Late 1950s – The MIT Start Off with a Bang
Hacking wasn’t always about computers. In fact, the first ‘hackers’ were roof and tunnel hackers, which the Massachusetts Institute of Technology was instrumental in introducing. These were people who entered roof and utility tunnel spaces without authorization, in other words getting into a place they shouldn’t be in – which is where computer hacking got its name when people started using technology to get into data systems they shouldn’t have access to!
Roof and tunnel hacking was initially intended as practical jokes and saw the hanging of banners from tall places and the popular placing of a model car on the top of a university building. Unsecured entry points would be used to gain access and cause mischief as per the desire of the hacker.
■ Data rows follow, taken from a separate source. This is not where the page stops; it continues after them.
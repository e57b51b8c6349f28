//! The typed book record
//!
//! Optional fields are `Option`s; a JSON `null` deserializes as `None` and
//! `None` is never written. Fields the record does not name are kept in
//! `extra` so that storage round-trips them untouched.

use serde::{Deserialize, Deserializer, Serialize};
use serde_json::{Map, Value};

/// A record of the `books` collection
#[derive(Debug, Clone, PartialEq, Serialize, Deserialize)]
pub struct Book {
    pub title: String,
    pub author: String,
    #[serde(default, skip_serializing_if = "Option::is_none")]
    pub genre: Option<String>,
    #[serde(default, skip_serializing_if = "Option::is_none")]
    pub published_year: Option<i32>,
    #[serde(default, skip_serializing_if = "Option::is_none")]
    pub price: Option<f64>,
    /// Copies on hand; in stock means `stock > 0`
    #[serde(default, deserialize_with = "null_as_zero")]
    pub stock: u32,
    /// Untyped fields (`pages`, `publisher`, ...)
    #[serde(flatten)]
    pub extra: Map<String, Value>,
}

impl Book {
    pub fn new(title: impl Into<String>, author: impl Into<String>) -> Self {
        Self {
            title: title.into(),
            author: author.into(),
            genre: None,
            published_year: None,
            price: None,
            stock: 0,
            extra: Map::new(),
        }
    }

    pub fn with_genre(mut self, genre: impl Into<String>) -> Self {
        self.genre = Some(genre.into());
        self
    }

    pub fn with_published_year(mut self, year: i32) -> Self {
        self.published_year = Some(year);
        self
    }

    pub fn with_price(mut self, price: f64) -> Self {
        self.price = Some(price);
        self
    }

    pub fn with_stock(mut self, stock: u32) -> Self {
        self.stock = stock;
        self
    }

    pub fn with_field(mut self, name: impl Into<String>, value: impl Into<Value>) -> Self {
        self.extra.insert(name.into(), value.into());
        self
    }

    pub fn is_in_stock(&self) -> bool {
        self.stock > 0
    }

    /// Decodes a stored document
    pub fn from_document(document: &Value) -> serde_json::Result<Self> {
        Book::deserialize(document)
    }

    /// Encodes the record as a document body
    pub fn to_document(&self) -> serde_json::Result<Value> {
        serde_json::to_value(self)
    }
}

/// `stock: null` reads as no copies
fn null_as_zero<'de, D>(deserializer: D) -> Result<u32, D::Error>
where
    D: Deserializer<'de>,
{
    Ok(Option::<u32>::deserialize(deserializer)?.unwrap_or_default())
}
Early 1970s – The Era of Phone Phreaking
The telephone network was the first technological victim of hacking know as Phone Phreaking. It was ingeniously discovered that whistling down a phone in a specific tone could in fact force a switchboard to allow calls. The exploitation of telecommunications systems using audio frequencies was further enhanced by the use of tone-generating devices to permit even free long-distance calls.
‘Phone Phreaks’ were committed to gaining unauthorized access to telephone systems, which quickly saw the evasion become a criminal offence.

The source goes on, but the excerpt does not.